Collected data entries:

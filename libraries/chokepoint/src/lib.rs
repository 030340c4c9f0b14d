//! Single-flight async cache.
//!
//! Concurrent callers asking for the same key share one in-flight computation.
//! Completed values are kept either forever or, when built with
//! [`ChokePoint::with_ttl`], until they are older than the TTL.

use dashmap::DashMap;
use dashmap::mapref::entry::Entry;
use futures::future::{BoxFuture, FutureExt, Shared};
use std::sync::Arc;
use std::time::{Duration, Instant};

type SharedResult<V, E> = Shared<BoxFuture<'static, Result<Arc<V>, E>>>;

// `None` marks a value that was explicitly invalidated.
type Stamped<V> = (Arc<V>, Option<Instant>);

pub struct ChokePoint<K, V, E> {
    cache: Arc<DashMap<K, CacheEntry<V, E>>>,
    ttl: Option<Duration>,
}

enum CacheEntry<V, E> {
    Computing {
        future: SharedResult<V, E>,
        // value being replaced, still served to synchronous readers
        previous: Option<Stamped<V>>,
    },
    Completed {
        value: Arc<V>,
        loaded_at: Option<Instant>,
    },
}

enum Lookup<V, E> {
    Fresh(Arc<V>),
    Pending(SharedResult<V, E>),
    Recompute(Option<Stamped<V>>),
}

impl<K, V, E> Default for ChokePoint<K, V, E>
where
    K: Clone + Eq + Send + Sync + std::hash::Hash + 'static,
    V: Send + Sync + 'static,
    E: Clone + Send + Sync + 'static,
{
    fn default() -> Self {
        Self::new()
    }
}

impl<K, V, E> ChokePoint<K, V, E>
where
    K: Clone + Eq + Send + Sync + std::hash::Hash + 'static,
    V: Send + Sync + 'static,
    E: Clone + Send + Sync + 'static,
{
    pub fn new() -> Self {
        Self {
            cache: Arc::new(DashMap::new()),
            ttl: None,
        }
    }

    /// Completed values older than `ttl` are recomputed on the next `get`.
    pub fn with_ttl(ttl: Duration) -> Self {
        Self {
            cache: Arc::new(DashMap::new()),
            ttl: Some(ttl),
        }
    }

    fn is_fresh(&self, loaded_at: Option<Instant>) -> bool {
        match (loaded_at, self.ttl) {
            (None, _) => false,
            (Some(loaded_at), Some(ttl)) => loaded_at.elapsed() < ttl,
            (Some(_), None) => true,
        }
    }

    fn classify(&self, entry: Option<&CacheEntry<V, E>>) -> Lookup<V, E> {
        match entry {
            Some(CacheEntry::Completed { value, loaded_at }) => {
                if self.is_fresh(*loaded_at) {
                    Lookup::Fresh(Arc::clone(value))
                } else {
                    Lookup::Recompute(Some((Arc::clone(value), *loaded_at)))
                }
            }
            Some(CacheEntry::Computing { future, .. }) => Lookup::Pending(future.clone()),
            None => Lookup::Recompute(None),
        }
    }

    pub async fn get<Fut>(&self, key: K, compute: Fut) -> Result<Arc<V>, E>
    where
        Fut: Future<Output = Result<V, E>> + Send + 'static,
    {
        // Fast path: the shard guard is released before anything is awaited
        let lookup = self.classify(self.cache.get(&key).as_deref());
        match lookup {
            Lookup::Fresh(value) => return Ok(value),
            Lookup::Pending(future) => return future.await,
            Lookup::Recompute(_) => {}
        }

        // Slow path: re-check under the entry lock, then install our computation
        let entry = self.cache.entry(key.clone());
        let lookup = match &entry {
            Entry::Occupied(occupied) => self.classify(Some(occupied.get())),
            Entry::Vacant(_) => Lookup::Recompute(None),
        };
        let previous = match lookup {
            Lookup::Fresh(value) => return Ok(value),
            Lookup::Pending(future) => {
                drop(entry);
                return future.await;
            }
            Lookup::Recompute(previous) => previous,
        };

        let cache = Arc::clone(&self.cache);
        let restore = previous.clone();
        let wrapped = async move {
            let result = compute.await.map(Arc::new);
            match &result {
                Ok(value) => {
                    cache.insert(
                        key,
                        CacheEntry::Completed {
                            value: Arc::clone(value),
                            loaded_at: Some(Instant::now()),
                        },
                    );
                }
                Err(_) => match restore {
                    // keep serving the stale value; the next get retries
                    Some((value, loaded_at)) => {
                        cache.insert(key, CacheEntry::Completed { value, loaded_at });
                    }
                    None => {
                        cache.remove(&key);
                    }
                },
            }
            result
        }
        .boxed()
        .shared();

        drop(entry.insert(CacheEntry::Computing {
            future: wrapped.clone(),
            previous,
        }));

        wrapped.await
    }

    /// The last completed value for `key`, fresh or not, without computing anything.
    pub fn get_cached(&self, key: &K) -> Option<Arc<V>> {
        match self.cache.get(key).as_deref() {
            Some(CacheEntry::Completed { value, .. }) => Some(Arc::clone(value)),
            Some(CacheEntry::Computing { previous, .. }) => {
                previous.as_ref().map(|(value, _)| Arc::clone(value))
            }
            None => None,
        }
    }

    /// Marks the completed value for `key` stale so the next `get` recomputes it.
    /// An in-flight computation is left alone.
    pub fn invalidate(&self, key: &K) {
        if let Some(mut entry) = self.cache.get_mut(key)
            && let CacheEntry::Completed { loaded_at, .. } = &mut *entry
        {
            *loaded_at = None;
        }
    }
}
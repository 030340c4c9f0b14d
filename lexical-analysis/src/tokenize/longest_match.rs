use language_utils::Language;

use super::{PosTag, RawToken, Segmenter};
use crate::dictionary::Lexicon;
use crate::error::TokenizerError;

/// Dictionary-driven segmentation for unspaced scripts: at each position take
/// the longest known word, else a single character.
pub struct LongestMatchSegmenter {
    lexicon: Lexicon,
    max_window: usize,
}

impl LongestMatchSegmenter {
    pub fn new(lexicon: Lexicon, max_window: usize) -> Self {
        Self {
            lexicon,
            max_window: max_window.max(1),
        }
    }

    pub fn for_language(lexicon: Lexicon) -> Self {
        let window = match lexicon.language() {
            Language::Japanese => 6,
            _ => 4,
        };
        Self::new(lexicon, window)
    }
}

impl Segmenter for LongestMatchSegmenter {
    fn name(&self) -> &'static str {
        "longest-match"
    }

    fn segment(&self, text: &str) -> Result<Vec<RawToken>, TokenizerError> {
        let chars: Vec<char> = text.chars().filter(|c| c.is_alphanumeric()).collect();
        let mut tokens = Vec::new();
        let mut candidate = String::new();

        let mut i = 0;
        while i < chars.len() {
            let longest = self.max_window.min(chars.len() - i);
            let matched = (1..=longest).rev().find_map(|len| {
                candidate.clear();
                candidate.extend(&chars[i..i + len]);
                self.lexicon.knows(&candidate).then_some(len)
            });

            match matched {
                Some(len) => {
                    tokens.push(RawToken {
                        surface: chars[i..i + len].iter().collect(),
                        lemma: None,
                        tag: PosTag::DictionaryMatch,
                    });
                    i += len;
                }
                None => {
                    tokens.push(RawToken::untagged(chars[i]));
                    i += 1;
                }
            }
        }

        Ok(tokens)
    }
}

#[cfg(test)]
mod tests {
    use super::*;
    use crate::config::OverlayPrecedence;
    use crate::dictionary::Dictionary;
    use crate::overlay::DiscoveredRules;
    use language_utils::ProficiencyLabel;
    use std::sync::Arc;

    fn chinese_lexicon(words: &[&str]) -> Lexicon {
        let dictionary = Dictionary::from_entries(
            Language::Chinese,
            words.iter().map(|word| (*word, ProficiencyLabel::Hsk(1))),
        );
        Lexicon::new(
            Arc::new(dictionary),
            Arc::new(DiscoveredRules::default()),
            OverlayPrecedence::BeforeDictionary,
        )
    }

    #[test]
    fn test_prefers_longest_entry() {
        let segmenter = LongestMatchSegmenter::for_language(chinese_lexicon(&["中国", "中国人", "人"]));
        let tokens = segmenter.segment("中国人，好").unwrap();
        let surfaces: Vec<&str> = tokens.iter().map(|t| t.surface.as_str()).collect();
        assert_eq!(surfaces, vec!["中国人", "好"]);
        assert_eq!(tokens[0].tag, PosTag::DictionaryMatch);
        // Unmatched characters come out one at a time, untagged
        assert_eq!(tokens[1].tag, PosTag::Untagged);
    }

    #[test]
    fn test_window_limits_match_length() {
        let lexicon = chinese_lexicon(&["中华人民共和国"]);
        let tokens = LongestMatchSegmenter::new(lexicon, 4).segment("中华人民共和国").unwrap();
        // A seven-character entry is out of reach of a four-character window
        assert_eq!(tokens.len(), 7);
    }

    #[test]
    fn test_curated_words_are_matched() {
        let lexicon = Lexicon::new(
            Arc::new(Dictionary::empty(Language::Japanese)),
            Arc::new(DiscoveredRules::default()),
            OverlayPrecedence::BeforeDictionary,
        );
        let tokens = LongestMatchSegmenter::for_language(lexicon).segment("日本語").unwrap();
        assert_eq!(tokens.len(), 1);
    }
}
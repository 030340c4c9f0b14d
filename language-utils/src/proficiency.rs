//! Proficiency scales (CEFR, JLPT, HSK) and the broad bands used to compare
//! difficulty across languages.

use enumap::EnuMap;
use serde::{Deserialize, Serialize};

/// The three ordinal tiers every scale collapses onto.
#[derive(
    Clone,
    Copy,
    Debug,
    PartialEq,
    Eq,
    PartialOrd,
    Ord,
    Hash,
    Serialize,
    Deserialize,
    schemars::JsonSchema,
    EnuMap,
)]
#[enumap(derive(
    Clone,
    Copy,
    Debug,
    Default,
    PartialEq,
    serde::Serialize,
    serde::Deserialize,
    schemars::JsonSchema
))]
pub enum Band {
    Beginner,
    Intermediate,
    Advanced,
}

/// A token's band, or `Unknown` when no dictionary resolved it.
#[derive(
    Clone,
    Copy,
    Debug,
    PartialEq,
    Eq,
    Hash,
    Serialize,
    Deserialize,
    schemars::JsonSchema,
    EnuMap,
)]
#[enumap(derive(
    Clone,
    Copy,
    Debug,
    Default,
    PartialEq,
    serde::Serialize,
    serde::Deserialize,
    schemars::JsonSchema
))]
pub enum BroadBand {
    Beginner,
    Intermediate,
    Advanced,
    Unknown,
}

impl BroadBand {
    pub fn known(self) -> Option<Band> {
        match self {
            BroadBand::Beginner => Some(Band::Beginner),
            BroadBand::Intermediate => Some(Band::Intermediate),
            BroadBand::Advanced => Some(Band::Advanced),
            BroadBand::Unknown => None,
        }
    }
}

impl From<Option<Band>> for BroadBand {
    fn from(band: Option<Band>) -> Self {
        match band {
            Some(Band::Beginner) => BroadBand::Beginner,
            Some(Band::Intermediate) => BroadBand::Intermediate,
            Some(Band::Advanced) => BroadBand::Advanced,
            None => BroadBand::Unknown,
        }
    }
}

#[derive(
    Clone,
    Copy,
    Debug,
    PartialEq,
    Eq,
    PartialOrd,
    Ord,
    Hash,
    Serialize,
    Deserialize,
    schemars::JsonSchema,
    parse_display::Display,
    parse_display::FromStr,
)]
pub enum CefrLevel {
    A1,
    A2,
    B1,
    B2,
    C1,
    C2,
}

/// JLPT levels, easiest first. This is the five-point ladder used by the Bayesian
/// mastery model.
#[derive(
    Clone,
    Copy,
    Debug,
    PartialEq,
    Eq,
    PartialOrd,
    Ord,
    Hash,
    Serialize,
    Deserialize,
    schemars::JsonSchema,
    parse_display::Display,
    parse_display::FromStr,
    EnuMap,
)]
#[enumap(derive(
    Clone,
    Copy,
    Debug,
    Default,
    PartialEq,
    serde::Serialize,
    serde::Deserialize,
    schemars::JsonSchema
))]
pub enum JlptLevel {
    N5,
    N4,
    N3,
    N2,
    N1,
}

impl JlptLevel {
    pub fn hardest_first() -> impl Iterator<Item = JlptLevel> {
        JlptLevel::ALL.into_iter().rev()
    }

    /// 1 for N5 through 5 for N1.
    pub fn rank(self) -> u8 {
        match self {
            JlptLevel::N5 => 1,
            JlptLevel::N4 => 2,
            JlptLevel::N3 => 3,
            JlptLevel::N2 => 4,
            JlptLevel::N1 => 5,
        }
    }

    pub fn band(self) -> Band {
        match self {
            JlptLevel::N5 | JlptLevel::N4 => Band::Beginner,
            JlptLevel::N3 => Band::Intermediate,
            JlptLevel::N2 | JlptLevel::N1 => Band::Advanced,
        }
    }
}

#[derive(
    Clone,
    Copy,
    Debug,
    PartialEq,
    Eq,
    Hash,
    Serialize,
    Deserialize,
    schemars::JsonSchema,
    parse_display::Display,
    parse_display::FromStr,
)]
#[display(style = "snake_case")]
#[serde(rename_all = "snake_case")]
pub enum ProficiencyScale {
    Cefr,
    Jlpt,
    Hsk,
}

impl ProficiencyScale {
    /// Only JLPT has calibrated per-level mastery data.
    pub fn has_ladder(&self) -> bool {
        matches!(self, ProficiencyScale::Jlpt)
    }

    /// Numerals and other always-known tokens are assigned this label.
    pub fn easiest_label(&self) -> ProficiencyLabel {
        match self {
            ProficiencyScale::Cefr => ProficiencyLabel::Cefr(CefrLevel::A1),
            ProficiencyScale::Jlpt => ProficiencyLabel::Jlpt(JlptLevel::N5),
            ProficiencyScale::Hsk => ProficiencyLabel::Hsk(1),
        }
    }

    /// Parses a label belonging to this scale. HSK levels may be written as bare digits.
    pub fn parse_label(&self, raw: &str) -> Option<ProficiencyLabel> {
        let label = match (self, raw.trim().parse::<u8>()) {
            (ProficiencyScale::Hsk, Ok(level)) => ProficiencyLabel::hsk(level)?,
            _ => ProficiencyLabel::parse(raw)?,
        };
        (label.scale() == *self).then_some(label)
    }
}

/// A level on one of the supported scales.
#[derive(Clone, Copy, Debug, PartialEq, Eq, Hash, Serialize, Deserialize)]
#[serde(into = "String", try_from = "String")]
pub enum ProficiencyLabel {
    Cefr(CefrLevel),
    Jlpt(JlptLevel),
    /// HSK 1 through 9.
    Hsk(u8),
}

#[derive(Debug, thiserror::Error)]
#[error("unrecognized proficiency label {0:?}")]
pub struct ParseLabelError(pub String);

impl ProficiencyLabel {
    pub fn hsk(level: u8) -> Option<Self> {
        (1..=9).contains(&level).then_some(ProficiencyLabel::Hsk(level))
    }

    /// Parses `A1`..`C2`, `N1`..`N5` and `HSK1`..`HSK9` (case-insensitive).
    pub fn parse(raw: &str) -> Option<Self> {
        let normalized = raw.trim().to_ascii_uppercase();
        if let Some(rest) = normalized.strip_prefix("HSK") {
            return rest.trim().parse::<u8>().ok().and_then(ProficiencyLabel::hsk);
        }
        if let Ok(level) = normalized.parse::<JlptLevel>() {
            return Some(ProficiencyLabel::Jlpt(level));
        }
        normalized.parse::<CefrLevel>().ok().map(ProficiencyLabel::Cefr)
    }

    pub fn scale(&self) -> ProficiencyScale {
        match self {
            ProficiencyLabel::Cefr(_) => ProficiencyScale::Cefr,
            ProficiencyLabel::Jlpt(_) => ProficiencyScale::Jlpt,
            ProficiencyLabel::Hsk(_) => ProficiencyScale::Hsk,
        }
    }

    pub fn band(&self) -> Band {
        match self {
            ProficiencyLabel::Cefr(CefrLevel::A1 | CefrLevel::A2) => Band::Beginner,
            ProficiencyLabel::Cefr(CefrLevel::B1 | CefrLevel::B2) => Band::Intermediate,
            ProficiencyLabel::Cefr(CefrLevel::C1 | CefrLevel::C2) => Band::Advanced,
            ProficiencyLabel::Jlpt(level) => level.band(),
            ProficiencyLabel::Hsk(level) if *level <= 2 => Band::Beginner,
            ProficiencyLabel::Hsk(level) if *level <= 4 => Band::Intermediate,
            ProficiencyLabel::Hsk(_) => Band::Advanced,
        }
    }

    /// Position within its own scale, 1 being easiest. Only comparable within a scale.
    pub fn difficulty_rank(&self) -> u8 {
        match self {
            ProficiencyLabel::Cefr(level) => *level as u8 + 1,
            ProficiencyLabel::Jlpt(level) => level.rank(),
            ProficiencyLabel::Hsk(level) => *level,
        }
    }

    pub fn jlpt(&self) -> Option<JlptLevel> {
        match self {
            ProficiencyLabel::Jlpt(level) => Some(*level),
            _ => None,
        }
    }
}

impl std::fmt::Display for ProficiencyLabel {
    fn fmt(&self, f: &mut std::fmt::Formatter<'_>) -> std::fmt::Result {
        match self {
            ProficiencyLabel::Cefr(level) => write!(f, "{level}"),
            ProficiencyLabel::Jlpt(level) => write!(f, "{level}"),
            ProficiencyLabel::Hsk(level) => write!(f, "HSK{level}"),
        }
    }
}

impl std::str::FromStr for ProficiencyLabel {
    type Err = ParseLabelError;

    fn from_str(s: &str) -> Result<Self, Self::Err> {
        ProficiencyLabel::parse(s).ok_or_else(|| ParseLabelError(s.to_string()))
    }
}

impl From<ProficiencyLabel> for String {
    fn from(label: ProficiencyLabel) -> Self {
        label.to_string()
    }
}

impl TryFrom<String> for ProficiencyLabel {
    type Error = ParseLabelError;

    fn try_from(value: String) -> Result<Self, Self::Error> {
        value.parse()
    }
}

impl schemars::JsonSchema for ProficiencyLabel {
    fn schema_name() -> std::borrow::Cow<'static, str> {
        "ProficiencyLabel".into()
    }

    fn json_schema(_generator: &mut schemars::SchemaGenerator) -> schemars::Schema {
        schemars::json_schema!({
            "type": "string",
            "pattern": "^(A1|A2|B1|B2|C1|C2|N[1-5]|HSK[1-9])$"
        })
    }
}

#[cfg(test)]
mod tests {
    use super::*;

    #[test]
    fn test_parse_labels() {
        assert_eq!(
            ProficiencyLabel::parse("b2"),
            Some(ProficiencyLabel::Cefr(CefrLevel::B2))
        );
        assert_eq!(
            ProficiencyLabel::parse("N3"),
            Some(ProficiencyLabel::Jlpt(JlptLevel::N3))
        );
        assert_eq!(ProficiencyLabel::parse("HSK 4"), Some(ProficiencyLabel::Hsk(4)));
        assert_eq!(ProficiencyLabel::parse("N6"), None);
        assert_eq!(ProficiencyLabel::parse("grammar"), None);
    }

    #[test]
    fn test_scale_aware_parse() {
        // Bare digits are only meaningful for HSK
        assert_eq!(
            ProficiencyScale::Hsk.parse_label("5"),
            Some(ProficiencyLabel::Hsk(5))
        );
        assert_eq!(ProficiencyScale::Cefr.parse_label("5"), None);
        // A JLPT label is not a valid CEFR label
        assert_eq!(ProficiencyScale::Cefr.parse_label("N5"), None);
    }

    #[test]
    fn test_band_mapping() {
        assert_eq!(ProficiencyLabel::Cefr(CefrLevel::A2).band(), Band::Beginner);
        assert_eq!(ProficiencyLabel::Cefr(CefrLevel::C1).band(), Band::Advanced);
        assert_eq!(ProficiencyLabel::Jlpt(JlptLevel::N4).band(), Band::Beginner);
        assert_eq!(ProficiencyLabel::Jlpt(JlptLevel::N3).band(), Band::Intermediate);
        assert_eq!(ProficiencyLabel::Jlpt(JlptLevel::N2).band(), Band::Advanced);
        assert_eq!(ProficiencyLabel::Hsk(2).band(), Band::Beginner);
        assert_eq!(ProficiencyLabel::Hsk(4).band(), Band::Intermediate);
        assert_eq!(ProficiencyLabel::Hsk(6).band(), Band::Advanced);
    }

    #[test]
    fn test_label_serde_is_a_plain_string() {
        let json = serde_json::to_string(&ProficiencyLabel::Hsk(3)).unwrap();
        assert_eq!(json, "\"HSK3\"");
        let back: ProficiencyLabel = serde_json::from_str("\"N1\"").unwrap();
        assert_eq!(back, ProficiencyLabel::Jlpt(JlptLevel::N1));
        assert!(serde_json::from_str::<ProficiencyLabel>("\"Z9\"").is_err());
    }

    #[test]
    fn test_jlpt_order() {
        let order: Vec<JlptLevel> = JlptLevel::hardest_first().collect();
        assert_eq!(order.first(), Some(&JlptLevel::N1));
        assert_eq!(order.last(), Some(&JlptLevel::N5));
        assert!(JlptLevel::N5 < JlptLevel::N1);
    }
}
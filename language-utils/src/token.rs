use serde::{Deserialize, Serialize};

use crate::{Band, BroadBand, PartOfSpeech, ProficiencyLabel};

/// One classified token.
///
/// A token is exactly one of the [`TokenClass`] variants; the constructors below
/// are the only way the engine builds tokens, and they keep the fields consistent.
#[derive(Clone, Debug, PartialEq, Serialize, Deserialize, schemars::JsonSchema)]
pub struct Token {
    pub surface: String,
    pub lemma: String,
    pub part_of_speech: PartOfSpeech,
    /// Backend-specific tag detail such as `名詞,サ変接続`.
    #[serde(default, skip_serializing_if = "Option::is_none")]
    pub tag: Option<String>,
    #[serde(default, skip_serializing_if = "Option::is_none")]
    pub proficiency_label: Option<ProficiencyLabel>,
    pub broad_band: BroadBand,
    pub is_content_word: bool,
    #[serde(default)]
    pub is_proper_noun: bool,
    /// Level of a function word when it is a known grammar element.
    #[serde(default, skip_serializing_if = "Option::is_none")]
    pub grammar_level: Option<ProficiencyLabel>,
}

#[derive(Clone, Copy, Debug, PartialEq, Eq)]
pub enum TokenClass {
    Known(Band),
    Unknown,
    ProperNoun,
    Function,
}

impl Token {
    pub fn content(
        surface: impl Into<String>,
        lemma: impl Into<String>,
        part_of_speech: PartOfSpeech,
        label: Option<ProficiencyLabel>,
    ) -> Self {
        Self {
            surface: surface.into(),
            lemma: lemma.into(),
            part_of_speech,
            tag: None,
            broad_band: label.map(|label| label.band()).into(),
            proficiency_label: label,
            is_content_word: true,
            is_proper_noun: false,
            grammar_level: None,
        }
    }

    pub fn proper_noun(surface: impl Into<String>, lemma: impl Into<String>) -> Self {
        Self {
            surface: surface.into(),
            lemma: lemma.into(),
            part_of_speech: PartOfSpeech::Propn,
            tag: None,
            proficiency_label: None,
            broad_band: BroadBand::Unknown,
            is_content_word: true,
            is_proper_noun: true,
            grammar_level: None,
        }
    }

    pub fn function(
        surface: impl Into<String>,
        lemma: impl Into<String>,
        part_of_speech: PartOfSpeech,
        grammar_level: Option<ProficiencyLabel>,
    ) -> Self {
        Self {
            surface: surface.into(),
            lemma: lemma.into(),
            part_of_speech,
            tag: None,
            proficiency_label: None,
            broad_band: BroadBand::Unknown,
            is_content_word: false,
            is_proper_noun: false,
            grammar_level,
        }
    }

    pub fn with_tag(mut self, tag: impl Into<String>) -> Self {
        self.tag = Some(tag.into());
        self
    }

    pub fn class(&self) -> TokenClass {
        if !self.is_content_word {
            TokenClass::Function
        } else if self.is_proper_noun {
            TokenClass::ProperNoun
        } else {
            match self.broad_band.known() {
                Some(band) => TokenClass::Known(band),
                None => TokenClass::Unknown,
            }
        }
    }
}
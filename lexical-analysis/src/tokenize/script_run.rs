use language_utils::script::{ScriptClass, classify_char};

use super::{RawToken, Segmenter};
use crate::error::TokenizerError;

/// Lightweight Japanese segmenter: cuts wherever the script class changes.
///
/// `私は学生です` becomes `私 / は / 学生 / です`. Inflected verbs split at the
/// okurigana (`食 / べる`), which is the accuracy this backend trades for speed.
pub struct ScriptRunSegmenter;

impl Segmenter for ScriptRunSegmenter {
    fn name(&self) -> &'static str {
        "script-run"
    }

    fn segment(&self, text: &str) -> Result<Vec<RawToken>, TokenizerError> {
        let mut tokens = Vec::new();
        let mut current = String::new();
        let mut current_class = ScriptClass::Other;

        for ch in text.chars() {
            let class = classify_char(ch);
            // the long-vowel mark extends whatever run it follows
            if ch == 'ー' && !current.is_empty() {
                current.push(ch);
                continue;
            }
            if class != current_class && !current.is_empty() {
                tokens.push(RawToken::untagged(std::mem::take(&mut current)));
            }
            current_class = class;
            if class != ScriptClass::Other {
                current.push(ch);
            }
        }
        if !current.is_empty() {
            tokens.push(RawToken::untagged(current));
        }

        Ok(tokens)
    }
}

### Work order
Determine the number of lines in the entries that hold the string "restore"; write that number and nothing else.

### Exercise solution
2